Task description -> Copy the entries exactly, through the "functions for serde" line.

Exercise data ->
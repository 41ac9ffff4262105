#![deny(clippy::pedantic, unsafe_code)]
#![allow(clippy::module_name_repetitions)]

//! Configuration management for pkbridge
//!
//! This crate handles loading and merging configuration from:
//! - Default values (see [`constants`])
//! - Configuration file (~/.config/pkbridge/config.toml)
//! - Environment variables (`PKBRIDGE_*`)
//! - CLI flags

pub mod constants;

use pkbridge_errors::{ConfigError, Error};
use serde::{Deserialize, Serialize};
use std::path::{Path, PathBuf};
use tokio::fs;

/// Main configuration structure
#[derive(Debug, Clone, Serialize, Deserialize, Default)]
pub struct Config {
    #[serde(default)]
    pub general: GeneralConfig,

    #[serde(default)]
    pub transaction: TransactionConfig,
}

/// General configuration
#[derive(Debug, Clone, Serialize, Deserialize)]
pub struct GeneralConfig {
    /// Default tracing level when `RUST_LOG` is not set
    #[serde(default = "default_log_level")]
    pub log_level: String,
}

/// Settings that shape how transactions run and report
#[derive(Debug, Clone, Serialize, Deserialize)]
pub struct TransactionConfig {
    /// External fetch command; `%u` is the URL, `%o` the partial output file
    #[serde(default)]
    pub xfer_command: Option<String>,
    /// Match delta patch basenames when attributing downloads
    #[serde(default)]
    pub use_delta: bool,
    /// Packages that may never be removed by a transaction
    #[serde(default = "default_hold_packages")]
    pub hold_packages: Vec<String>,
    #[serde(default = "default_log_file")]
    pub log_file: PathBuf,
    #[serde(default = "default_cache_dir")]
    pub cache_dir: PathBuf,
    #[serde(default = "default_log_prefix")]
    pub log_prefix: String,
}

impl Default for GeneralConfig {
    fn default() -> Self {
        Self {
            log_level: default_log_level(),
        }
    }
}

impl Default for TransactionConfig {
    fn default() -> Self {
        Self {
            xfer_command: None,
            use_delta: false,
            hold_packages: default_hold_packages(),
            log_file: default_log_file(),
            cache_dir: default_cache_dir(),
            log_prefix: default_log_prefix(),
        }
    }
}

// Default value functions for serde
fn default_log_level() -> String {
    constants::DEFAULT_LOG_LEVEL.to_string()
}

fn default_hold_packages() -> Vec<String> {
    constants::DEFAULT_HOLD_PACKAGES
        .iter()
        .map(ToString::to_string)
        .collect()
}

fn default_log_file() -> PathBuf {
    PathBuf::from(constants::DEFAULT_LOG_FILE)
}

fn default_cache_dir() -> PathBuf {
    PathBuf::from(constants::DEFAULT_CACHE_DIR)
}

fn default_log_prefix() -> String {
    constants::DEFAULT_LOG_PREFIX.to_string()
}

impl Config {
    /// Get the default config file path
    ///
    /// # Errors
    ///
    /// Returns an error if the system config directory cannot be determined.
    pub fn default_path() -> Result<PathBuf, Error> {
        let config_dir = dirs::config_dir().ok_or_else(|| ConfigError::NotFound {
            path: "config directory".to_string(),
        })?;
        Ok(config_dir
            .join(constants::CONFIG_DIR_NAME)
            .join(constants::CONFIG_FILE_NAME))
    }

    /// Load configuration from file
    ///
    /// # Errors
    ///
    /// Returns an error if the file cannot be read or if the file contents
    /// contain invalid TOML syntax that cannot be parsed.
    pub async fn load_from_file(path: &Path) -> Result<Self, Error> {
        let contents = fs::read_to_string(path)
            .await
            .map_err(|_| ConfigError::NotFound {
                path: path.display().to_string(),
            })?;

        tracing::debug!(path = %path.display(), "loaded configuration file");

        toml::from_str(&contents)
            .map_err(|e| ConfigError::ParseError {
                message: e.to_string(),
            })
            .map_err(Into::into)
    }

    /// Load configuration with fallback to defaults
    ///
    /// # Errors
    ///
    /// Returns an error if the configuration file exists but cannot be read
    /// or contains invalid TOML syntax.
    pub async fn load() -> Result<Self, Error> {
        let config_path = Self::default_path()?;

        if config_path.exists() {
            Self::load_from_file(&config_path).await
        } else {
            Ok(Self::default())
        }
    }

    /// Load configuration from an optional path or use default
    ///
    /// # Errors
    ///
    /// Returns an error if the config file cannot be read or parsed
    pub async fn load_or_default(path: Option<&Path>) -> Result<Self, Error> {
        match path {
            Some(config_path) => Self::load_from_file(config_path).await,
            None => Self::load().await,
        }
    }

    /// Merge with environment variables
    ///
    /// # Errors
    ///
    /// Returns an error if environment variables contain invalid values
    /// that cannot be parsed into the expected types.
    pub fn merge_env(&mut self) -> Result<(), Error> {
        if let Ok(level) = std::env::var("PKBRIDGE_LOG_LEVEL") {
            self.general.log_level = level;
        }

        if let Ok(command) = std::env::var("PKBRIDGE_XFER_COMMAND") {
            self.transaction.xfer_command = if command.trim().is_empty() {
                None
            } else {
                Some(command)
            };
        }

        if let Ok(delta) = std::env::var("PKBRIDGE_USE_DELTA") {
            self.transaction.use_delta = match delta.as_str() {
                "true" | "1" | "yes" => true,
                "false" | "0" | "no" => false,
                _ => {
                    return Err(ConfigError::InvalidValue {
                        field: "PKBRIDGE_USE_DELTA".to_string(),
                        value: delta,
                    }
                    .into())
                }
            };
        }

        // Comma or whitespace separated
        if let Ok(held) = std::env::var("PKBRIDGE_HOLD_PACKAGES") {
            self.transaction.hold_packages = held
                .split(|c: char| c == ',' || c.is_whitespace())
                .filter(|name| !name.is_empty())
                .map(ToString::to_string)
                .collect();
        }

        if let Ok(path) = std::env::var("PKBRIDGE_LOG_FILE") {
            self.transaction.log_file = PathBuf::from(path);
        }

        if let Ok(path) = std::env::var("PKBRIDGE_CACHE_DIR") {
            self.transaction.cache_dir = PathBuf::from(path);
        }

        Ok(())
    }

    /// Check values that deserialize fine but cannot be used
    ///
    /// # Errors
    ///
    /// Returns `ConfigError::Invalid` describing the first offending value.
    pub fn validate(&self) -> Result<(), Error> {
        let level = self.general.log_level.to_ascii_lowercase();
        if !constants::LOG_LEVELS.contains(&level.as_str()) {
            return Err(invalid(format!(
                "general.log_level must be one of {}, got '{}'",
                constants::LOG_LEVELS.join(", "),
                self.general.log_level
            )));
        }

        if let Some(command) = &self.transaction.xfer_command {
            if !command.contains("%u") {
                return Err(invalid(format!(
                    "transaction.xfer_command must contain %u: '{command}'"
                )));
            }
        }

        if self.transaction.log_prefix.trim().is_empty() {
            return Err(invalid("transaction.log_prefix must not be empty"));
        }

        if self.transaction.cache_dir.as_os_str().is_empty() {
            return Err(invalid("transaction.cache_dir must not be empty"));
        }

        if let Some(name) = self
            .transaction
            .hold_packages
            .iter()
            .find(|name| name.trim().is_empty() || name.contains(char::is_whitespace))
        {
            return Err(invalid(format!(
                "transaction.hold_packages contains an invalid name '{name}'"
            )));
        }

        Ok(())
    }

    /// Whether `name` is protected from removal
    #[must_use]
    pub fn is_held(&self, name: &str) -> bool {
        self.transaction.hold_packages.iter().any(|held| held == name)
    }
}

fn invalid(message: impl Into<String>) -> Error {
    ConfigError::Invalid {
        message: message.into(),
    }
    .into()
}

Solution to the exercise ->
repository 41ac9ffff4262105
#![deny(clippy::pedantic, unsafe_code)]
#![allow(clippy::module_name_repetitions)]

//! Configuration management for pkbridge
//!
//! This crate handles loading and merging configuration from:
//! - Default values (see [`constants`])
//! - Configuration file (~/.config/pkbridge/config.toml)
//! - Environment variables (`PKBRIDGE_*`)
//! - CLI flags

pub mod constants;

use pkbridge_errors::{ConfigError, Error};
use serde::{Deserialize, Serialize};
use std::path::{Path, PathBuf};
use tokio::fs;

/// Main configuration structure
#[derive(Debug, Clone, Serialize, Deserialize, Default)]
pub struct Config {
    #[serde(default)]
    pub general: GeneralConfig,

    #[serde(default)]
    pub transaction: TransactionConfig,
}

/// General configuration
#[derive(Debug, Clone, Serialize, Deserialize)]
pub struct GeneralConfig {
    /// Default tracing level when `RUST_LOG` is not set
    #[serde(default = "default_log_level")]
    pub log_level: String,
}

/// Settings that shape how transactions run and report
#[derive(Debug, Clone, Serialize, Deserialize)]
pub struct TransactionConfig {
    /// External fetch command; `%u` is the URL, `%o` the partial output file
    #[serde(default)]
    pub xfer_command: Option<String>,
    /// Match delta patch basenames when attributing downloads
    #[serde(default)]
    pub use_delta: bool,
    /// Packages that may never be removed by a transaction
    #[serde(default = "default_hold_packages")]
    pub hold_packages: Vec<String>,
    #[serde(default = "default_log_file")]
    pub log_file: PathBuf,
    #[serde(default = "default_cache_dir")]
    pub cache_dir: PathBuf,
    #[serde(default = "default_log_prefix")]
    pub log_prefix: String,
}

impl Default for GeneralConfig {
    fn default() -> Self {
        Self {
            log_level: default_log_level(),
        }
    }
}

impl Default for TransactionConfig {
    fn default() -> Self {
        Self {
            xfer_command: None,
            use_delta: false,
            hold_packages: default_hold_packages(),
            log_file: default_log_file(),
            cache_dir: default_cache_dir(),
            log_prefix: default_log_prefix(),
        }
    }
}

// Default value functions for serde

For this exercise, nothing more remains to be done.